To lift a person from the debt hole, you must teach them to stop digging and develop a debt repayment plan, the article said.

An independent study by Canada-based insurer Manulife Financial Corp. showed that despite strong day-to-day financial discipline, a majority of Filipinos have relatively high levels of personal debt (excluding mortgages) which could jeopardize their long-term financial security.

The Manulife Investor Sentiment Index (MISI) also found that many Filipinos remain largely reliant on debt for their day-to-day living despite having a strong savings record.

Power bills continue to accumulate
According to Devanadera, the Commission is now leaving the disconnection policy to the discretion of distribution utilities.

“It has been a month since these distribution utilities and electric cooperatives have been collecting payment from their customers. Some pay in installment. But the bills continue to accumulate and their bills will just continue to grow. It might get to the point it would be more difficult for them to pay because the bills have just added up.”

“With us, we see that even electric cooperatives are really finding ways [to alleviate the plight of Filipinos to the best of their ability,” Devanadera added.

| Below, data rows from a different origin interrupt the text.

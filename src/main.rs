use anyhow::{Context, Result};
use axum::Router;
use std::{io::ErrorKind, sync::Arc};
use tokio::{net::TcpListener, sync::watch};
use tower_http::trace::TraceLayer;
use tracing_subscriber::EnvFilter;

mod config;
mod db;
mod errors;
mod handlers;
mod models;
mod routes;
mod services;
mod state;

use services::{
    asset_repository::AssetRepository,
    chunk_store::ChunkStore,
    pin_worker::{self, FinishQueue, PinWorker},
    remote::RemoteStore,
    usage::UsageService,
};

#[tokio::main]
async fn main() -> Result<()> {
    // --- Logging setup ---
    tracing_subscriber::fmt()
        .with_env_filter(EnvFilter::from_default_env())
        .init();

    // --- Parse config + migrate flag ---
    let (cfg, migrate) = config::AppConfig::from_env_and_args()?;

    tracing::info!(
        addr = %cfg.addr(),
        staging_dir = %cfg.staging_dir,
        database_url = %cfg.database_url,
        remote_url = %cfg.remote.base_url,
        sweep_interval_secs = cfg.pin.sweep_interval.as_secs(),
        "Starting pin-gateway"
    );

    // --- Ensure staging directory exists ---
    tokio::fs::create_dir_all(&cfg.staging_dir)
        .await
        .with_context(|| format!("creating staging directory {}", cfg.staging_dir))?;

    // --- Initialize SQLite connection + schema ---
    let db = Arc::new(db::connect(&cfg.database_url).await?);
    db::run_migrations(&db).await?;
    if migrate {
        tracing::info!("Database migration complete.");
        return Ok(()); // exit after migration
    }

    // --- Initialize core services ---
    let chunks = ChunkStore::new(&cfg.staging_dir);
    let remote = RemoteStore::new(&cfg.remote).context("building remote store client")?;
    let (finish, signals) = FinishQueue::channel(cfg.pin.queue_capacity);
    let (cancel_tx, cancel_rx) = watch::channel(false);

    let worker = Arc::new(PinWorker::new(
        AssetRepository::new(db.clone()),
        chunks.clone(),
        remote.clone(),
        UsageService::new(db.clone()),
        cfg.remote.batch_token.clone(),
        cfg.pin.clone(),
    ));
    let worker_handle = worker.spawn(signals, cancel_rx.clone());
    let ticker_handle = pin_worker::spawn_ticker(finish.clone(), cfg.pin.sweep_interval, cancel_rx);

    // --- Build router ---
    let state = state::AppState::new(db, chunks, remote, finish);
    let app: Router = routes::routes::routes()
        .with_state(state)
        .layer(TraceLayer::new_for_http());

    // --- Start server ---
    let addr = cfg.addr();
    let listener = match TcpListener::bind(&addr).await {
        Ok(listener) => listener,
        Err(err)
            if err.kind() == ErrorKind::PermissionDenied
                && matches!(cfg.host.as_str(), "0.0.0.0" | "::") =>
        {
            let fallback_addr = format!("127.0.0.1:{}", cfg.port);
            tracing::warn!(
                "Permission denied binding to {} ({}). Falling back to {}",
                addr,
                err,
                fallback_addr
            );
            TcpListener::bind(&fallback_addr).await?
        }
        Err(err) => return Err(err.into()),
    };

    tracing::info!("Server listening on http://{}", listener.local_addr()?);
    axum::serve(listener, app)
        .with_graceful_shutdown(shutdown_signal())
        .await?;

    // --- Drain the pin worker ---
    tracing::info!("HTTP server stopped, draining pin worker");
    let _ = cancel_tx.send(true);
    if let Err(err) = ticker_handle.await {
        tracing::error!(error = %err, "sweep ticker panicked");
    }
    if let Err(err) = worker_handle.await {
        tracing::error!(error = %err, "pin worker panicked");
    }

    Ok(())
}

async fn shutdown_signal() {
    if let Err(err) = tokio::signal::ctrl_c().await {
        tracing::error!(error = %err, "failed to listen for ctrl-c");
        std::future::pending::<()>().await;
    }
    tracing::info!("Shutdown signal received");
}
//! Represents a staged upload (an object record that has not been pinned yet).

use chrono::{DateTime, Utc};
use serde::{Deserialize, Serialize};
use sqlx::FromRow;
use uuid::Uuid;

/// Lifecycle of an asset.
///
/// Moves forward: `Wait → Uploading → Uploaded → Pin → Pined`.
/// `Pin` is an internal claim held by one worker pipeline; a failed
/// pipeline releases it back to `Uploaded`, so it is never shown to clients
/// (see [`Asset::public`]). `FailPined` is written only by the CRUD layer,
/// never by the pin worker.
#[derive(Serialize, Deserialize, Clone, Copy, Debug, PartialEq, Eq, sqlx::Type)]
#[serde(rename_all = "snake_case")]
#[sqlx(rename_all = "snake_case")]
pub enum AssetStatus {
    Wait,
    Uploading,
    Uploaded,
    Pin,
    Pined,
    FailPined,
}

impl AssetStatus {
    /// Whether chunks may still be written for an asset in this state.
    pub fn accepts_chunks(self) -> bool {
        matches!(self, AssetStatus::Wait | AssetStatus::Uploading)
    }
}

/// A single object record as seen by the upload pipeline.
#[derive(Serialize, Deserialize, Clone, FromRow, Debug)]
pub struct Asset {
    /// Internal UUID for DB indexing.
    pub id: Uuid,

    /// Opaque token handed to the client; names the staging directory.
    pub asset_id: String,

    /// Bucket the object belongs to.
    pub bucket_id: Uuid,

    /// Parent folder in the object tree, if any.
    pub parent_id: Option<Uuid>,

    /// Owner, used for usage accounting.
    pub user_id: i64,

    /// First segment of the first uploaded relative path.
    pub name: String,

    /// Bytes written so far.
    pub size: i64,

    /// Content identifier from the remote store, empty until pinned.
    pub cid: String,

    pub status: AssetStatus,

    /// Number of pin pipelines started for this asset.
    pub attempt_count: i64,

    pub last_attempt_at: Option<DateTime<Utc>>,

    pub created_at: DateTime<Utc>,

    pub updated_at: DateTime<Utc>,
}

impl Asset {
    /// Client-facing view: an in-flight pin claim reads as `Uploaded`, so the
    /// status a client observes never moves backwards.
    pub fn public(mut self) -> Self {
        if self.status == AssetStatus::Pin {
            self.status = AssetStatus::Uploaded;
        }
        self
    }
}
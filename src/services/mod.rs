//! Upload pipeline services: staging, reassembly, archiving, pinning and
//! usage accounting.

pub mod archiver;
pub mod asset_locks;
pub mod asset_repository;
pub mod chunk_store;
pub mod pin_worker;
pub mod reassembler;
pub mod remote;
pub mod usage;
//! Upload progress for a single chunked file.

use serde::Serialize;

/// How many chunks of one file are on disk versus how many the client
/// announced.
#[derive(Serialize, Clone, Copy, Debug, PartialEq, Eq)]
pub struct UploadProgress {
    pub received: u32,
    pub total: u32,
}

impl UploadProgress {
    pub fn new(received: u32, total: u32) -> Self {
        Self { received, total }
    }

    pub fn is_complete(&self) -> bool {
        is_complete(self.received, self.total)
    }
}

/// A file is complete once every announced chunk has arrived.
/// A file that announces zero chunks is never complete.
pub fn is_complete(received: u32, total: u32) -> bool {
    total > 0 && received >= total
}
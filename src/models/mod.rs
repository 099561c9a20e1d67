//! Data models for the upload gateway.
//!
//! `Asset` and `DailyUsage` map to database tables via `sqlx::FromRow` and
//! serialize as JSON via `serde`; `ManifestEntry` only ever lives in the
//! staging area.

pub mod asset;
pub mod manifest;
pub mod progress;
pub mod usage;
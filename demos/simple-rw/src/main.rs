//! Sequential read-write workload.
//!
//! Sweeps a fixed buffer one cache line at a time, so every window sees
//! the same lines and the concurrent working set equals the working set.

// Imports
use std::{hint, ptr};

const CACHE_LINE_SIZE: usize = 64;

const TOTAL_BYTES: usize = 16384 * CACHE_LINE_SIZE;
const PASSES: usize = 8;

fn main() {
	let mut v = vec![0u8; TOTAL_BYTES];

	// Note: We `step_by` the cache line size because touching one byte per line is enough.
	for _ in 0..PASSES {
		for x in v.iter_mut().step_by(CACHE_LINE_SIZE) {
			// SAFETY: Target is valid for writes.
			// Note: We simply want to avoid the write being elided
			unsafe {
				ptr::write_volatile(x, hint::black_box(0));
			}
		}

		for x in v.iter().step_by(CACHE_LINE_SIZE) {
			// SAFETY: Target is valid for reads.
			// Note: We simply want to avoid the read being elided
			unsafe {
				hint::black_box(ptr::read_volatile(x));
			}
		}
	}
}
//! Parses `valgrind`'s `lackey` tool output (`--trace-mem=yes`) from stdin,
//! converting it to an event trace.

// Imports
use {
	anyhow::Context,
	clap::Parser,
	std::{
		fs,
		io::{self, BufRead, BufWriter},
		path::PathBuf,
	},
	wsstrack::{AccessEvent, EventTraceWriter},
	wsstrack_util::logger,
};

/// Arguments
#[derive(Debug)]
#[derive(clap::Parser)]
struct Args {
	/// Output event trace file
	#[clap(short = 'o', long = "output", default_value = "output.trace")]
	output_file: PathBuf,
}

fn main() -> Result<(), anyhow::Error> {
	// Get arguments
	let args = Args::parse();
	logger::pre_init::debug(format!("Args: {args:?}"));

	// Initialize logging
	logger::init(None, false);

	// Create the writer
	let file = fs::File::create(&args.output_file).context("Unable to create output file")?;
	let mut writer = EventTraceWriter::new(BufWriter::new(file)).context("Unable to create event trace writer")?;

	// Start reading the output
	let mut builder = EventBuilder::default();
	let mut stdin = io::stdin().lock();
	let mut line = String::new();
	while let Ok(1..) = {
		line.clear();
		stdin.read_line(&mut line)
	} {
		// Get the kind of record
		let Some((kind, rest)) = line.trim().split_once(' ') else {
			continue;
		};
		let kind = match kind {
			"I" => Kind::Inst,
			"L" => Kind::Load,
			"S" => Kind::Store,
			"M" => Kind::Modify,

			// Else ignore line
			_ => continue,
		};

		// Parse the address, ignoring the size
		let addr = rest.trim_start().split(',').next().unwrap_or_default();
		let addr = u64::from_str_radix(addr, 16).with_context(|| format!("Unable to parse address {addr:?}"))?;

		for event in builder.push(kind, addr) {
			writer.write(&event).context("Unable to write event")?;
		}
	}
	if let Some(event) = builder.finish() {
		writer.write(&event).context("Unable to write event")?;
	}

	// Finally finish writing the event trace
	let events = writer.records_written();
	writer.finish().context("Unable to finish writing event trace")?;
	tracing::info!("Wrote {events} events to {:?}", args.output_file);

	Ok(())
}

/// Record kind
#[derive(PartialEq, Eq, Clone, Copy, Debug)]
enum Kind {
	/// Instruction fetch
	Inst,

	/// Data load
	Load,

	/// Data store
	Store,

	/// Data modify (load, then store)
	Modify,
}

/// Builds events from the data accesses of each instruction
#[derive(Default, Debug)]
struct EventBuilder {
	/// Current event
	event: AccessEvent,
}

impl EventBuilder {
	/// Pushes a record, returning any finished events
	fn push(&mut self, kind: Kind, addr: u64) -> Vec<AccessEvent> {
		let mut finished = vec![];
		match kind {
			// Note: Instruction fetches aren't data accesses, they only
			//       delimit the accesses of each instruction.
			Kind::Inst => finished.extend(self.finish()),
			Kind::Load => self.push_read(addr, &mut finished),
			Kind::Store => self.push_write(addr, &mut finished),
			Kind::Modify => {
				self.push_read(addr, &mut finished);
				self.push_write(addr, &mut finished);
			},
		}

		finished
	}

	/// Pushes a read, flushing the current event if both read slots are taken
	fn push_read(&mut self, addr: u64, finished: &mut Vec<AccessEvent>) {
		if self.event.read1.is_none() {
			self.event.read1 = Some(addr);
			return;
		}
		if self.event.read2.is_none() {
			self.event.read2 = Some(addr);
			return;
		}

		finished.extend(self.finish());
		self.event.read1 = Some(addr);
	}

	/// Pushes a write, flushing the current event if the write slot is taken
	fn push_write(&mut self, addr: u64, finished: &mut Vec<AccessEvent>) {
		if self.event.write.is_some() {
			finished.extend(self.finish());
		}
		self.event.write = Some(addr);
	}

	/// Finishes the current event, if it has any accesses
	fn finish(&mut self) -> Option<AccessEvent> {
		let event = std::mem::take(&mut self.event);
		(!event.is_empty()).then_some(event)
	}
}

Rates lowest in three years
Meralco customers enjoyed the lowest power rates in three years in 2020 with a total P1.39 per kWh net overall rate decrease for the entire year. Although the January 2021 overall rate for a typical household increased by P0.2744 per kWh to P8.7497 per kWh from last month’s P8.4753 per kWh, this month’s overall rate is still more than P0.70 per kWh lower than January 2020’s rate of P9.4523 per kWh.

Ironically, despite the drop in the overall rates, Bayan Muna Rep. Carlos Zarate, questioned Meralco’s compliance with the Department of Energy’s competitive selection process (CSP), which requires power distributors to bid out their power supply to electricity suppliers that offer the lowest rates.

Zarate wrongly described CSPs as “proving useless in stopping” the customizing of the power supply bidding process to favor a select generation company.

But power distributors have been pointing to the CSP bidding, done in compliance with the DOE, is responsible for the reduction of the overall rates last year.

What is notable is Bayan Muna’s silence in the recent increase in FIT All subsidy to a few select renewable energy plants. Zarate’s group is waving the flag of CSP, but is silent about the FIT plants, all of which gained eligibility without CSP and are guaranteed expensive rates (that were set without the benefit of competitive bidding) for 20 years.